In North America, crude steel production edged up 0.9% to 7.4 Mt in the U.S., the third-largest steelmaker. Output in Canada jumped 12.7% to 1.2 Mt while falling 7.6% to 1.5 Mt in Mexico.

In the Europe Union, output from Germany nudged down 2.1% to 3.6 Mt while rising 6.6% to 0.9 Mt in the UK. Production declined 5.6% in France and 7.8% in Italy to roughly 1.4 Mt and 2.4 Mt, respectively. Spain and Turkey witnessed a 7% and 9.7% increase in output, respectively.

Overall output dropped 4.9% in the European Union to 14.2 Mt. The decline largely reflects the recessionary conditions in the region, which have led to a frail demand environment.

Among other notable producers, Brazil’s output fell 4.1% to 3 Mt while Russia registered a 3.6% increase to 5.9 Mt. Ukraine logged a 5.7% increase to nearly 3 Mt.

The WSA said that crude steel capacity utilization ratio for the reporting countries fell to 78.7% in July 2012 from 80.4% in June. The ratio also declined 0.8% year over year.

The global slowdown has taken its toll on the steel industry. Steel prices have been bludgeoned by weak demand and overcapacity in the industry. Furthermore, the festering Euro-zone sovereign debt crisis and its impact on the global economy remain an overhang on the industry. Moreover, steel producers have been clobbered by surging prices of key raw materials such as iron ore and coking coal.

A sluggish construction market, oversupply in the industry, sticky situation in Europe and slowing growth in emerging economies have weighed on the performance of major steelmakers, including ArcelorMittal (MT), U.S. Steel Corporation (X) and Nucor Corporation (NUE), in the June quarter. Decline in steel prices has been hurting margins and profits of steel players.
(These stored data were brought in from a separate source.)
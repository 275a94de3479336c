//! Value objects behind the on-screen controls. They hold the current value
//! and the pointer interaction; drawing them is up to the renderer.

use game_core::{Rect, Vector2D};

/// Pointer input in screen coordinates
#[derive(Debug, Clone, Copy, PartialEq)]
pub enum PointerEvent {
    Down(Vector2D),
    Up(Vector2D),
    Motion(Vector2D),
}

/// Clickable button with hover state
#[derive(Debug, Clone, PartialEq)]
pub struct Button {
    pub rect: Rect,
    pub label: String,
    hovered: bool,
}

impl Button {
    pub fn new(rect: Rect, label: impl Into<String>) -> Self {
        Self {
            rect,
            label: label.into(),
            hovered: false,
        }
    }

    /// Track hover for highlighting; returns whether the pointer is over it
    pub fn update_hover(&mut self, pointer: Vector2D) -> bool {
        self.hovered = self.rect.contains(pointer);
        self.hovered
    }

    pub fn is_hovered(&self) -> bool {
        self.hovered
    }

    pub fn is_clicked(&self, pointer: Vector2D) -> bool {
        self.rect.contains(pointer)
    }
}

/// Horizontal slider over [min, max], set by dragging its handle
#[derive(Debug, Clone, PartialEq)]
pub struct Slider {
    pub track: Rect,
    pub label: String,
    min: f64,
    max: f64,
    value: f64,
    dragging: bool,
}

impl Slider {
    pub const TRACK_HEIGHT: f64 = 20.0;
    pub const HANDLE_RADIUS: f64 = 10.0;

    pub fn new(x: f64, y: f64, width: f64, min: f64, max: f64, initial: f64, label: impl Into<String>) -> Self {
        let (min, max) = if min <= max { (min, max) } else { (max, min) };
        Self {
            track: Rect::new(x, y, width, Self::TRACK_HEIGHT),
            label: label.into(),
            min,
            max,
            value: initial.clamp(min, max),
            dragging: false,
        }
    }

    pub fn value(&self) -> f64 {
        self.value
    }

    pub fn set_value(&mut self, value: f64) {
        self.value = value.clamp(self.min, self.max);
    }

    pub fn range(&self) -> (f64, f64) {
        (self.min, self.max)
    }

    pub fn is_dragging(&self) -> bool {
        self.dragging
    }

    /// Position of the value along the track in [0, 1]
    pub fn ratio(&self) -> f64 {
        let span = self.max - self.min;
        if span > 0.0 {
            (self.value - self.min) / span
        } else {
            0.0
        }
    }

    pub fn handle_center(&self) -> Vector2D {
        Vector2D::new(
            self.track.x + self.ratio() * self.track.w,
            self.track.center().y,
        )
    }

    fn handle_rect(&self) -> Rect {
        let center = self.handle_center();
        Rect::new(
            center.x - Self::HANDLE_RADIUS,
            center.y - Self::HANDLE_RADIUS,
            Self::HANDLE_RADIUS * 2.0,
            Self::HANDLE_RADIUS * 2.0,
        )
    }

    /// Returns true when the value changed
    pub fn handle_event(&mut self, event: PointerEvent) -> bool {
        match event {
            PointerEvent::Down(pointer) => {
                if self.handle_rect().contains(pointer) {
                    self.dragging = true;
                }
                false
            }
            PointerEvent::Up(_) => {
                self.dragging = false;
                false
            }
            PointerEvent::Motion(pointer) if self.dragging => self.drag_to(pointer.x),
            PointerEvent::Motion(_) => false,
        }
    }

    fn drag_to(&mut self, x: f64) -> bool {
        let x = x.clamp(self.track.left(), self.track.right());
        let ratio = if self.track.w > 0.0 {
            (x - self.track.left()) / self.track.w
        } else {
            0.0
        };
        let previous = self.value;
        self.set_value(self.min + ratio * (self.max - self.min));
        self.value != previous
    }
}

/// On/off switch flipped by clicking it
#[derive(Debug, Clone, PartialEq)]
pub struct Toggle {
    pub rect: Rect,
    pub label: String,
    state: bool,
}

impl Toggle {
    pub const WIDTH: f64 = 60.0;
    pub const HEIGHT: f64 = 30.0;

    pub fn new(x: f64, y: f64, label: impl Into<String>, initial: bool) -> Self {
        Self {
            rect: Rect::new(x, y, Self::WIDTH, Self::HEIGHT),
            label: label.into(),
            state: initial,
        }
    }

    pub fn state(&self) -> bool {
        self.state
    }

    pub fn set_state(&mut self, state: bool) {
        self.state = state;
    }

    /// Flip on a click inside the switch; returns whether it flipped
    pub fn handle_click(&mut self, pointer: Vector2D) -> bool {
        if self.rect.contains(pointer) {
            self.state = !self.state;
            true
        } else {
            false
        }
    }
}

#[cfg(test)]
mod tests {
    use super::*;

    fn slider() -> Slider {
        Slider::new(100.0, 400.0, 300.0, 0.5, 2.0, 1.0, "Game Speed")
    }

    #[test]
    fn test_slider_starts_at_initial_value() {
        let slider = slider();
        assert_eq!(slider.value(), 1.0);
        assert!((slider.handle_center().x - 200.0).abs() < 1e-9);
        assert_eq!(slider.handle_center().y, 410.0);
    }

    #[test]
    fn test_slider_drag_sets_value() {
        let mut slider = slider();
        let handle = slider.handle_center();

        slider.handle_event(PointerEvent::Down(handle));
        assert!(slider.is_dragging());

        assert!(slider.handle_event(PointerEvent::Motion(Vector2D::new(400.0, 0.0))));
        assert_eq!(slider.value(), 2.0);

        // Dragging past the track clamps to its ends
        slider.handle_event(PointerEvent::Motion(Vector2D::new(-50.0, 0.0)));
        assert_eq!(slider.value(), 0.5);

        slider.handle_event(PointerEvent::Motion(Vector2D::new(250.0, 0.0)));
        assert!((slider.value() - 1.25).abs() < 1e-9);

        slider.handle_event(PointerEvent::Up(Vector2D::ZERO));
        assert!(!slider.is_dragging());
        assert!(!slider.handle_event(PointerEvent::Motion(Vector2D::new(400.0, 0.0))));
        assert!((slider.value() - 1.25).abs() < 1e-9);
    }

    #[test]
    fn test_slider_ignores_press_off_handle() {
        let mut slider = slider();
        slider.handle_event(PointerEvent::Down(Vector2D::new(390.0, 410.0)));
        assert!(!slider.is_dragging());
        assert!(!slider.handle_event(PointerEvent::Motion(Vector2D::new(390.0, 410.0))));
        assert_eq!(slider.value(), 1.0);
    }

    #[test]
    fn test_slider_set_value_clamps() {
        let mut slider = slider();
        slider.set_value(9.0);
        assert_eq!(slider.value(), 2.0);
        slider.set_value(-1.0);
        assert_eq!(slider.value(), 0.5);
        assert_eq!(slider.range(), (0.5, 2.0));
    }

    #[test]
    fn test_toggle_click() {
        let mut toggle = Toggle::new(10.0, 10.0, "Ball Acceleration", true);
        assert!(!toggle.handle_click(Vector2D::new(0.0, 0.0)));
        assert!(toggle.state());
        assert!(toggle.handle_click(Vector2D::new(40.0, 25.0)));
        assert!(!toggle.state());
    }

    #[test]
    fn test_button_hover_and_click() {
        let mut button = Button::new(Rect::new(0.0, 0.0, 200.0, 60.0), "Resume");
        assert!(button.update_hover(Vector2D::new(100.0, 30.0)));
        assert!(button.is_hovered());
        assert!(!button.update_hover(Vector2D::new(300.0, 30.0)));
        assert!(button.is_clicked(Vector2D::new(10.0, 10.0)));
        assert!(!button.is_clicked(Vector2D::new(10.0, 70.0)));
    }
}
According to the WSA, world crude steel production reached 1,490 Mt in 2011. China alone accounted for roughly 46% of the output with Japan and the U.S. representing 7% and 6%, respectively.

The WSA envisions global steel usage to rise 3.6% this year, a decline from 5.6% growth in 2011. This reflects continuing slowdown of Chinese steel demand and the European debt crisis. Nevertheless, the industry body anticipates some recovery in 2013 and expects steel usage to grow 4.5%.